Everything from the line containing "return s.to_string();" to the final line of the records below should be given again exactly, and nothing else.

· · · ·

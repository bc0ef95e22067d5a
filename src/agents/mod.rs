// src/agents/mod.rs
pub mod github;
pub mod google;
pub mod reddit;
pub mod registry;
pub mod types;

pub use registry::AdapterRegistry;
pub use types::{Crawl, RawResult, SourceAdapter, SourceUnavailable};

use once_cell::sync::OnceCell;

/// Strip markup and collapse whitespace in a scraped fragment.
pub fn clean_fragment(s: &str) -> String {
    // HTML entity decode first, then drop any leftover tags.
    let decoded = html_escape::decode_html_entities(s).to_string();

    static RE_TAGS: OnceCell<regex::Regex> = OnceCell::new();
    let re_tags = RE_TAGS.get_or_init(|| regex::Regex::new(r"(?is)</?[^>]+>").expect("tag regex"));
    let stripped = re_tags.replace_all(&decoded, " ");

    static RE_WS: OnceCell<regex::Regex> = OnceCell::new();
    let re_ws = RE_WS.get_or_init(|| regex::Regex::new(r"\s+").expect("ws regex"));
    re_ws.replace_all(&stripped, " ").trim().to_string()
}

/// Cap snippet/body text carried into the pipeline. Scoring prompts re-trim
/// further; this bound just keeps raw bundles reasonably sized.
pub fn cap_content(s: &str, max_chars: usize) -> String {
    if s.chars().count() <= max_chars {
        return s.to_string();
    }
    s.chars().take(max_chars).collect()
}

#[cfg(test)]
mod tests {
    use super::*;

    #[test]
    fn clean_fragment_strips_tags_and_entities() {
        let s = "<b>Rust&nbsp;1.80</b> released &amp; <i>stable</i>";
        assert_eq!(clean_fragment(s), "Rust 1.80 released & stable");
    }

    #[test]
    fn cap_content_is_char_aware() {
        assert_eq!(cap_content("héllo", 3), "hél");
        assert_eq!(cap_content("ok", 10), "ok");
    }
}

· · · ·

* WRITTEN REPLY *
        return s.to_string();
    }
    s.chars().take(max_chars).collect()
}

#[cfg(test)]
mod tests {
    use super::*;

    #[test]
    fn clean_fragment_strips_tags_and_entities() {
        let s = "<b>Rust&nbsp;1.80</b> released &amp; <i>stable</i>";
        assert_eq!(clean_fragment(s), "Rust 1.80 released & stable");
    }

    #[test]
    fn cap_content_is_char_aware() {
        assert_eq!(cap_content("héllo", 3), "hél");
        assert_eq!(cap_content("ok", 10), "ok");
    }
}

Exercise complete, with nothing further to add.